Task to carry out: Below are the records; they must be reproduced verbatim.

Start of Material to process

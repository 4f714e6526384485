use std::collections::BTreeMap;

use tracing::error;
use url::Url;

use crate::codec::Protocol;
use crate::error::{Error, Result};

// Query keys consumed by the MQ transport. They are kept apart so that the
// codec only ever sees its own options.
const TRANSPORT_KEYS: &[&str] = &[
  "partition-num",
  "replication-factor",
  "max-message-bytes",
  "max-batch-size",
  "kafka-version",
  "kafka-client-id",
  "compression",
  "auto-create-topic",
];

#[derive(Debug, Clone, PartialEq, Eq)]
pub struct SinkOptions {
  pub protocol: Protocol,
  pub enable_old_value: bool,
  /// Codec options, handed to `EventBatchEncoder::set_params`.
  pub params: BTreeMap<String, String>,
  /// Transport options, untouched by the codec.
  pub transport: BTreeMap<String, String>,
}

impl Default for SinkOptions {
  fn default() -> Self {
    Self {
      protocol: Protocol::CanalJson,
      enable_old_value: true,
      params: BTreeMap::new(),
      transport: BTreeMap::new(),
    }
  }
}

impl SinkOptions {
  pub fn validate(&self) -> Result<()> {
    if !self.enable_old_value && self.protocol.requires_old_value() {
      error!(
        protocol = %self.protocol,
        "old value is not enabled, please update the changefeed config"
      );
      return Err(Error::config(format!(
        "{} protocol requires old value to be enabled",
        self.protocol
      )));
    }
    Ok(())
  }
}

impl TryFrom<&Url> for SinkOptions {
  type Error = Error;

  fn try_from(url: &Url) -> Result<Self> {
    let mut options = SinkOptions::default();

    for (key, value) in url.query_pairs() {
      match key.as_ref() {
        "protocol" => options.protocol = value.parse()?,
        "enable-old-value" => {
          options.enable_old_value = value
            .parse()
            .map_err(|_| Error::config(format!("enable-old-value must be true or false, got {}", value)))?
        }
        k if TRANSPORT_KEYS.contains(&k) => {
          options.transport.insert(key.to_string(), value.to_string());
        }
        _ => {
          options.params.insert(key.to_string(), value.to_string());
        }
      }
    }

    Ok(options)
  }
}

End of Material to process

Completed exercise:
repository 4f714e6526384485
use std::collections::BTreeMap;

use tracing::error;
use url::Url;

use crate::codec::Protocol;
use crate::error::{Error, Result};

// Query keys consumed by the MQ transport. They are kept apart so that the
// codec only ever sees its own options.
const TRANSPORT_KEYS: &[&str] = &[
  "partition-num",
  "replication-factor",
  "max-message-bytes",
  "max-batch-size",
  "kafka-version",
  "kafka-client-id",
  "compression",
  "auto-create-topic",
];

#[derive(Debug, Clone, PartialEq, Eq)]
pub struct SinkOptions {
  pub protocol: Protocol,
  pub enable_old_value: bool,
  /// Codec options, handed to `EventBatchEncoder::set_params`.
  pub params: BTreeMap<String, String>,
  /// Transport options, untouched by the codec.
  pub transport: BTreeMap<String, String>,
}

impl Default for SinkOptions {
  fn default() -> Self {
    Self {
      protocol: Protocol::CanalJson,
      enable_old_value: true,
      params: BTreeMap::new(),
      transport: BTreeMap::new(),
    }
  }
}

impl SinkOptions {
  pub fn validate(&self) -> Result<()> {
    if !self.enable_old_value && self.protocol.requires_old_value() {
      error!(
        protocol = %self.protocol,
        "old value is not enabled, please update the changefeed config"
      );
      return Err(Error::config(format!(
        "{} protocol requires old value to be enabled",
        self.protocol
      )));
    }
    Ok(())
  }
}

impl TryFrom<&Url> for SinkOptions {
  type Error = Error;

  fn try_from(url: &Url) -> Result<Self> {
    let mut options = SinkOptions::default();

    for (key, value) in url.query_pairs() {
      match key.as_ref() {
        "protocol" => options.protocol = value.parse()?,
        "enable-old-value" => {
          options.enable_old_value = value
            .parse()
            .map_err(|_| Error::config(format!("enable-old-value must be true or false, got {}", value)))?
        }
        k if TRANSPORT_KEYS.contains(&k) => {
          options.transport.insert(key.to_string(), value.to_string());
        }
        _ => {
          options.params.insert(key.to_string(), value.to_string());
        }
      }
    }

    Ok(options)
  }
}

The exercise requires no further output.